Is DataLoader num_workers the number of parallel __getitem__ calls?


I have a situation with a vision training DataLoader taking a long time (T) and memory (M) to load at the beginning of each epoch. I notice that when we reduce num_workers by a factor of 4, T’=T/4 and M’=M/4.

I’d like to better understand how num_workers and getitem are connected: is num_workers the number of parallel process that individually each call getitem ?

What happens if num_workers > batch_size: does the DataLoader only call getitem the right amount of times? or will the DL do num_workers getitems and discard the useless records? or keep it for next batch? What happens then if prefetching is set to 1?

num_workers specifies the number of processes used to load and process the data.
Each process will call into Dataset.__getitem__ to create a full batch and depending on the prefetch_factor more samples will be preloaded and put into the queue.

When creating the iterator, the underlying Dataset is copied to each worker and the processes start to create the batches. Depending what Dataset.__init__ contains, these copies might be expensive, but since lazy loading is usually used it shouldn’t be a huge slowdown.
In any case, you could also use persistent_workers=True to avoid recreating the workers in each epoch.

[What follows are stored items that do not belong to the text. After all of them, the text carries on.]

//! Structural interning of shared object graphs.
//!
//! Host objects are handed to the engine as type erased [`Handle`]s. What a type looks like to the
//! engine (its children, its intrinsic values and how a child slot is rewritten) is described by a
//! rule in a [`rules::Registry`]. Rules are built from the accessors collected in
//! [`capability::Capabilities`], so the engine itself never needs to know the concrete host types.
//!
//! Two nodes are structurally equal when they have the same runtime type, equal intrinsic values
//! and structurally equal children. Children are canonicalized before their parent is
//! fingerprinted, so comparing children reduces to comparing the identity of their canonical
//! representatives (hash consing).
use std::any::{Any, TypeId};
use std::sync::Arc;
use thiserror::Error;

/// A shared, type erased reference to a node of the host's object graph.
pub type Handle = Arc<dyn Any + Send + Sync>;

#[derive(Error, Debug, Clone, PartialEq, Eq)]
pub enum DedupError {
    /// No accessor for the given field or method has been registered.
    #[error("Capability {name} is unavailable on {type_name}")]
    CapabilityUnavailable { type_name: &'static str, name: &'static str },

    #[error("Field {name} of {type_name} cannot be written")]
    Immutable { type_name: &'static str, name: &'static str },

    #[error("Expected a value of type {expected} for {name}")]
    TypeMismatch { expected: &'static str, name: &'static str },

    #[error("Failed to decompose {type_name}: {reason}")]
    Decomposition { type_name: &'static str, reason: String },

    /// Not a failure during traversal: types without a rule are leaves. This is only returned
    /// by APIs that explicitly require a rule.
    #[error("No decomposition rule registered for {type_name}")]
    UnsupportedType { type_name: &'static str },
}

/// The runtime type of the object behind the handle (not the type of the [`Arc`] itself).
#[inline]
pub fn type_of(handle: &Handle) -> TypeId {
    (**handle).type_id()
}

pub mod capability;
pub mod containers;
pub mod engine;
pub mod fingerprint;
pub mod index;
pub mod lazy;
pub mod rules;

pub use engine::{Deduplicator, Summary};
pub use fingerprint::{Fingerprint, FingerprintBuilder, NodeId, Value};
pub use index::IdentityIndex;
use crate::rendering::common::resource::ResourceLocation;
use crate::rendering::common::types::Sprite;
use std::collections::BTreeMap;
use std::sync::Arc;

/// Sprites per row and column, every sprite gets an equally sized cell.
const CELLS: u32 = 64;
const SPRITE_SIZE: u32 = 16;

/// A stand-in for the stitched block/item texture atlas. Sprites are handed out by name and the
/// same name always yields the same instance.
#[derive(Debug)]
pub struct TextureAtlas {
    sprites: BTreeMap<ResourceLocation, Arc<Sprite>>,
    missing: Arc<Sprite>,
}

fn cell(index: u32, name: ResourceLocation) -> Sprite {
    let step = 1.0 / CELLS as f32;
    let (column, row) = ((index % CELLS) as f32, ((index / CELLS) % CELLS) as f32);
    Sprite::new(
        name,
        SPRITE_SIZE,
        SPRITE_SIZE,
        [column * step, (column + 1.0) * step, row * step, (row + 1.0) * step],
    )
}

impl TextureAtlas {
    pub fn new() -> Self {
        Self {
            sprites: BTreeMap::new(),
            missing: Arc::new(cell(0, ResourceLocation::parse("missingno"))),
        }
    }

    /// Adds a sprite for `location`, or returns the one that is already there.
    pub fn stitch(&mut self, location: &ResourceLocation) -> Arc<Sprite> {
        let index = self.sprites.len() as u32 + 1;
        self.sprites
            .entry(location.clone())
            .or_insert_with(|| Arc::new(cell(index, location.clone())))
            .clone()
    }

    pub fn sprite(&self, location: &ResourceLocation) -> Option<Arc<Sprite>> {
        self.sprites.get(location).cloned()
    }

    /// Like [`TextureAtlas::sprite`], but unknown locations get the missing texture.
    pub fn sprite_or_missing(&self, location: &ResourceLocation) -> Arc<Sprite> {
        self.sprite(location)
            .unwrap_or_else(|| self.missing.clone())
    }

    pub fn missing(&self) -> &Arc<Sprite> {
        &self.missing
    }

    pub fn len(&self) -> usize {
        self.sprites.len()
    }

    pub fn is_empty(&self) -> bool {
        self.sprites.is_empty()
    }
}

impl Default for TextureAtlas {
    fn default() -> Self {
        Self::new()
    }
}
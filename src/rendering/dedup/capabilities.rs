use crate::rendering::baking::item_layer::BUILD_QUAD;
use crate::rendering::baking::quads::{QuadRequest, build_quad};
use crate::rendering::common::types::{BakedQuad, ItemOverride, ItemOverrides, Sprite, Stat, VertexFormat};
use crate::rendering::model::baked::{
    CompactMultipartModel, Dynamic3DItemModel, DynamicItemModel, MultipartPart, QuadSource, SimpleBakedModel, StaticItemModel,
};
use crate::rendering::model::descriptor::{ElementFace, ItemLayerDescriptor, ModelDescriptor, ModelElement};
use modelfoam_intern::capability::{Capabilities, downcast_handle};
use modelfoam_intern::{DedupError, Handle};
use std::sync::Arc;

fn render_types(capabilities: &mut Capabilities) {
    capabilities
        .register_slot::<VertexFormat, _>("elements", |format| &format.elements)
        .register_slot::<Sprite, _>("name", |sprite| &sprite.name)
        .register_slot::<BakedQuad, _>("sprite", |quad| &quad.sprite)
        .register_slot::<BakedQuad, _>("format", |quad| &quad.format)
        .register_slot::<Stat, _>("name", |stat| &stat.name)
        .register_slot::<Stat, _>("formatter", |stat| &stat.formatter)
        .register_slot::<ItemOverride, _>("model", |entry| &entry.model)
        .register_slot::<ItemOverrides, _>("entries", |overrides| &overrides.entries);
}

fn descriptors(capabilities: &mut Capabilities) {
    capabilities
        .register_slot::<ElementFace, _>("texture", |face| &face.texture)
        .register_slot::<ModelElement, _>("faces", |element| &element.faces)
        .register_optional_slot::<ModelDescriptor, _>("parent_location", |descriptor| &descriptor.parent_location)
        .register_optional_slot::<ModelDescriptor, _>("parent", |descriptor| &descriptor.parent)
        .register_slot::<ModelDescriptor, _>("elements", |descriptor| &descriptor.elements)
        .register_slot::<ModelDescriptor, _>("textures", |descriptor| &descriptor.textures)
        .register_slot::<ModelDescriptor, _>("transforms", |descriptor| &descriptor.transforms)
        .register_slot::<ItemLayerDescriptor, _>("textures", |descriptor| &descriptor.textures)
        .register_slot::<ItemLayerDescriptor, _>("transforms", |descriptor| &descriptor.transforms)
        .register_slot::<ItemLayerDescriptor, _>("overrides", |descriptor| &descriptor.overrides);
}

fn baked_models(capabilities: &mut Capabilities) {
    capabilities
        .register_slot::<SimpleBakedModel, _>("general_quads", |model| &model.general_quads)
        .register_slot::<SimpleBakedModel, _>("face_quads", |model| &model.face_quads)
        .register_slot::<SimpleBakedModel, _>("particle", |model| &model.particle)
        .register_slot::<SimpleBakedModel, _>("transforms", |model| &model.transforms)
        .register_slot::<SimpleBakedModel, _>("overrides", |model| &model.overrides)
        .register_slot::<MultipartPart, _>("condition", |part| &part.condition)
        .register_slot::<MultipartPart, _>("model", |part| &part.model)
        .register_slot::<CompactMultipartModel, _>("parts", |model| &model.parts)
        .register_slot::<QuadSource, _>("sprites", |source| &source.sprites)
        .register_slot::<QuadSource, _>("format", |source| &source.format)
        .register_slot::<StaticItemModel, _>("transforms", |model| &model.transforms)
        .register_slot::<StaticItemModel, _>("particle", |model| &model.particle)
        .register_slot::<StaticItemModel, _>("overrides", |model| &model.overrides)
        .register_slot::<StaticItemModel, _>("source", |model| &model.source)
        .register_slot::<DynamicItemModel, _>("fast_quads", |model| &model.fast_quads)
        .register_slot::<DynamicItemModel, _>("particle", |model| &model.particle)
        .register_slot::<DynamicItemModel, _>("transforms", |model| &model.transforms)
        .register_slot::<DynamicItemModel, _>("overrides", |model| &model.overrides)
        .register_slot::<DynamicItemModel, _>("source", |model| &model.source)
        // The flat variant points back at the 3D one, it is never swapped out.
        .register_field::<Dynamic3DItemModel, _>("parent", |model| Some(model.parent.clone() as Handle));
}

fn invoke_build_quad(args: &[Handle]) -> Result<Handle, DedupError> {
    let [format, sprite, request] = args else {
        return Err(DedupError::TypeMismatch {
            expected: "(VertexFormat, Sprite, QuadRequest)",
            name: BUILD_QUAD,
        });
    };

    let format = downcast_handle::<VertexFormat>(format.clone(), BUILD_QUAD)?;
    let sprite = downcast_handle::<Sprite>(sprite.clone(), BUILD_QUAD)?;
    let request = downcast_handle::<QuadRequest>(request.clone(), BUILD_QUAD)?;
    Ok(Arc::new(build_quad(&format, &sprite, &request)) as Handle)
}

/// Every field and method of the render model that the deduplication rules and the item baker
/// rely on.
pub fn host_capabilities() -> Capabilities {
    let mut capabilities = Capabilities::new();
    render_types(&mut capabilities);
    descriptors(&mut capabilities);
    baked_models(&mut capabilities);
    capabilities.register_method::<ItemLayerDescriptor, _>(BUILD_QUAD, |_, args| invoke_build_quad(args));
    capabilities
}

Thanks @ptrblck I’m still not sure I understand - is it:

  1. A worker does a for loop calling __getitem__ b times to create a batch of size b on its own?
  2. or a worker calls __getitem__ once, and the results of the N parallel __getitem__ done by N workers are concatenated into batch of size b

or something else?

Approach 1 is used currently. I know there was a feature request for 2 but I don’t know what the status of it is.

1 Like